I appreciate any help or point in the right direction.

Answers

  • MegalomaniakMegalomaniak Posts: 4,430Admin

    a scalar float is a floating point number such as 1.0, 2.0 3.1415... etc. In a shader a vector will hold a float value for/per each pixel/texel.

    For the named floats such as minA and maxA in your example it may seem confusing that they both get assigned col.a but that is just what you are initializing them to, then you will go on to work with the data and the two end up different enough from each other to be useful:

    The format is: function(inputs)
    max(a, maxA); // Gets 2 inputs > for each pixel picks whichever value from the two given is bigger.
    min(a, minA); // Gets 2 inputs > for each pixel picks whichever value from the two given is smaller.

    texture(tex, uv) takes two inputs first one of course is the identifier to a image that would be loaded as texture and after the comma the second is the UV coordinates according to which the image shall be mapped to the sprite/mesh.

    vec2(x, y) is a 2 dimensional vector.
    vec3(x, y, z) is a 3 dimensional vector.
    vec4(x, y, z, w) is a 4 dimensional vector.

    Typically a vector in graphics context is a point in space where in physics its a direction in space(for that in graphics we normally need 2 or more vectors). In shaders everything we do applies per pixel however, so when you are adding the vec2 to the UV coords: UV+vec2(0,1) you are adding something to each pixel coordinate either along x, y, or both(in this case 1 to y).

    Now I've written them as xy, xyz, xyzw in the above example because we were dealing with coordinates however they can be just as well looked at this way:

    vec2(r, g)
    vec3(r, g, b)
    vec4(r, g, b, a)

    Hope you are recognizing this already, I'm now holding color channels in the vector fields. Makes sense? Vectors are just a type of datablock. Vectors can be named.

    vec4 named_vector = vec4(0.25, 0.5, 0.75, 1.0); // r, g, b, a

    Vectors can not only be read from, but in any order(sizzled):

    float a = named_vector.a; // defining float named a > assigning its value to be derivative value a from the named_vector above

    vec3 color_b = named_vector.brg // so color_b will hold the named_vector values in the order input so in this example assigned .brg will become color_b's .rgb: color_b == vec3(0.75, 0.25, 0.5).

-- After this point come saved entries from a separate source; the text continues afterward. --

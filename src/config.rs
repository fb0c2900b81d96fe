//! CLI arguments and server configuration defaults.

use clap::Parser;
use shadow_rs::formatcp;
use std::path::PathBuf;

use crate::build;

const VERSION_INFO: &str = formatcp!(
    r#"{}\ncommit_hash: {}\nbuild_time: {}\nbuild_env: {},{}"#,
    build::PKG_VERSION,
    build::SHORT_COMMIT,
    build::BUILD_TIME,
    build::RUST_VERSION,
    build::RUST_CHANNEL
);

/// Files at or above this size are previewed with range support.
pub const PREVIEW_RANGE_THRESHOLD: u64 = 10 * 1024 * 1024;
pub const RANGE_COPY_BUFFER_SIZE: usize = 32 * 1024;
pub const CONTENT_CACHE_CONTROL: &str = "public, max-age=3600";
pub const DEFAULT_AUTH_USER: &str = "vault";
pub const DEFAULT_AUTH_PASS: &str = "vault";
pub const DEFAULT_UPLOAD_MAX_SIZE: u64 = 10 * 1024 * 1024 * 1024;
pub const DEFAULT_UPLOAD_WORKERS: usize = 5;
pub const DEFAULT_LIST_TIMEOUT_SECS: u64 = 30;
/// Spool directory name under the system temp dir.
pub const DEFAULT_SPOOL_DIR_NAME: &str = "vault-drive-uploads";

/// CLI arguments and environment configuration for the server.
#[derive(Parser, Debug)]
#[command(name = "vault-drive", version = VERSION_INFO, about = "Vault drive server")]
pub struct Args {
    #[arg(
        short = 'b',
        long,
        env = "VAULT_BIND",
        default_value = "0.0.0.0",
        help = "Bind address for HTTP"
    )]
    pub host: String,
    #[arg(
        short = 'p',
        long,
        env = "VAULT_HTTP_PORT",
        default_value_t = 8080,
        help = "HTTP port"
    )]
    pub http_port: u16,
    #[arg(
        long,
        env = "VAULT_AUTH_USER",
        default_value = DEFAULT_AUTH_USER,
        help = "Basic auth username"
    )]
    pub auth_user: String,
    #[arg(
        long,
        env = "VAULT_AUTH_PASS",
        default_value = DEFAULT_AUTH_PASS,
        help = "Basic auth password"
    )]
    pub auth_pass: String,
    #[arg(long, env = "VAULT_CORS_ORIGINS", help = "Comma separated CORS origins")]
    pub cors_origins: Option<String>,
    #[arg(
        long,
        env = "VAULT_LOG",
        default_value = "info",
        help = "Log filter used when RUST_LOG is unset"
    )]
    pub log_filter: String,
    #[arg(
        long,
        env = "VAULT_UPLOAD_MAX_SIZE",
        default_value_t = DEFAULT_UPLOAD_MAX_SIZE,
        help = "Max upload request body in bytes (0 to disable)"
    )]
    pub upload_max_size: u64,
    #[arg(
        long,
        env = "VAULT_UPLOAD_WORKERS",
        default_value_t = DEFAULT_UPLOAD_WORKERS,
        help = "Concurrent writers for folder uploads"
    )]
    pub upload_workers: usize,
    #[arg(
        long,
        env = "VAULT_LIST_TIMEOUT_SECS",
        default_value_t = DEFAULT_LIST_TIMEOUT_SECS,
        help = "Directory listing timeout in seconds"
    )]
    pub list_timeout_secs: u64,
    #[arg(
        long,
        env = "VAULT_UPLOAD_SPOOL_DIR",
        help = "Directory for staging upload parts (defaults to the system temp dir)"
    )]
    pub upload_spool_dir: Option<PathBuf>,
}
//! 打开文件供预览、流式播放或下载。

use mime_guess::Mime;
use std::path::{Path, PathBuf};
use std::time::SystemTime;
use tokio::fs::{self, File};
use tracing::debug;

use super::{Drive, DriveError};
use crate::config::PREVIEW_RANGE_THRESHOLD;

/// How the opened content is going to be delivered.
#[derive(Clone, Copy, Debug, PartialEq, Eq)]
pub enum ContentMode {
    /// Small files go out whole; large ones honor `Range`.
    Preview,
    Stream,
    Download,
}

/// An open file plus what the HTTP layer needs to serve it.
///
/// The handle owns the descriptor. Moving it into a response body ties the
/// descriptor's lifetime to the body, so it is closed once the body is
/// written or dropped.
#[derive(Debug)]
pub struct ContentHandle {
    pub file: File,
    pub size: u64,
    pub path: PathBuf,
    pub mime: Mime,
    pub range_required: bool,
    pub modified: Option<SystemTime>,
}

impl ContentHandle {
    pub fn file_name(&self) -> String {
        self.path
            .file_name()
            .map(|name| name.to_string_lossy().into_owned())
            .unwrap_or_else(|| "download".to_string())
    }
}

impl Drive {
    /// 打开文件并计算 MIME 与是否需要 Range 处理。
    pub async fn open(&self, path: &Path, mode: ContentMode) -> Result<ContentHandle, DriveError> {
        let target = self.guard.check(path)?;
        let metadata = fs::metadata(&target)
            .await
            .map_err(|err| DriveError::stat(&target, err))?;
        if metadata.is_dir() {
            return Err(DriveError::InvalidArgument(format!(
                "path {} is a directory",
                target.display()
            )));
        }

        let file = File::open(&target)
            .await
            .map_err(|err| DriveError::io("open file", &target, err))?;
        let size = metadata.len();
        let range_required = match mode {
            ContentMode::Preview => size >= PREVIEW_RANGE_THRESHOLD,
            ContentMode::Stream | ContentMode::Download => true,
        };
        let mime = detect_mime(&target);
        debug!(path = %target.display(), size, %mime, range_required, ?mode, "content opened");

        Ok(ContentHandle {
            file,
            size,
            path: target,
            mime,
            range_required,
            modified: metadata.modified().ok(),
        })
    }
}

/// MIME type from the lowercased extension, octet-stream when unknown.
pub fn detect_mime(path: &Path) -> Mime {
    path.extension()
        .map(|ext| ext.to_string_lossy().to_lowercase())
        .and_then(|ext| mime_guess::from_ext(&ext).first())
        .unwrap_or(mime_guess::mime::APPLICATION_OCTET_STREAM)
}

    Ok, enough about that. lets talk about that mix node:

    mix(vec a, vec b, float c); // the vectors are what will get mixed together, the float defines how much the values will be mixed together: if float is 0.0 then output value of a, if 1.0 output value of b. if 0.5 them mix exactly half the value of a and half the value of b.

    mix() can also be used with all vector inputs, where the third vectors values determine how each individual pixel from the others gets mixed.

    More can be read at:
    http://docs.godotengine.org/en/3.0/tutorials/shading/shading_language.html

  • kaleidxkaleidx Posts: 6Member

    Wow, thanks for your very complete explanation.
    I think I learn best from examples with comments to see what exactly is doing what and how, so something like this is a great help. I did find the docs and go through them but struggle figuring out how to use them in practice which is why I try to find examples which are few and far, much less commented.

    I do have a follow up question though, which I hope I'm understanding correctly.
    Perhaps I'm misunderstanding because of the naming convention used but I don't understand what col.a is doing exactly. Or what adding .a to a named vector does. I can't do calculus. :'(
    Well, let me take one more step back. So col is a named 4d vector getting its (r,g,b,a) values from the texture and its UV coords? So that means it's simply getting every pixels values from the current image?

    So with float maxa=col.a and float mina=col.a, It's setting maxa to vec4 col's what, exactly?

  • MegalomaniakMegalomaniak Posts: 4,430Admin

    Col is like a picture in an image editor with 4 channels: Red, Green, Blue and Alpha. It has an alpha channel because when you define it you define Col as vec4. With the assignment operator( = ) you are assigning the forth field from col(that is col.a) to the floats named maxa and mina.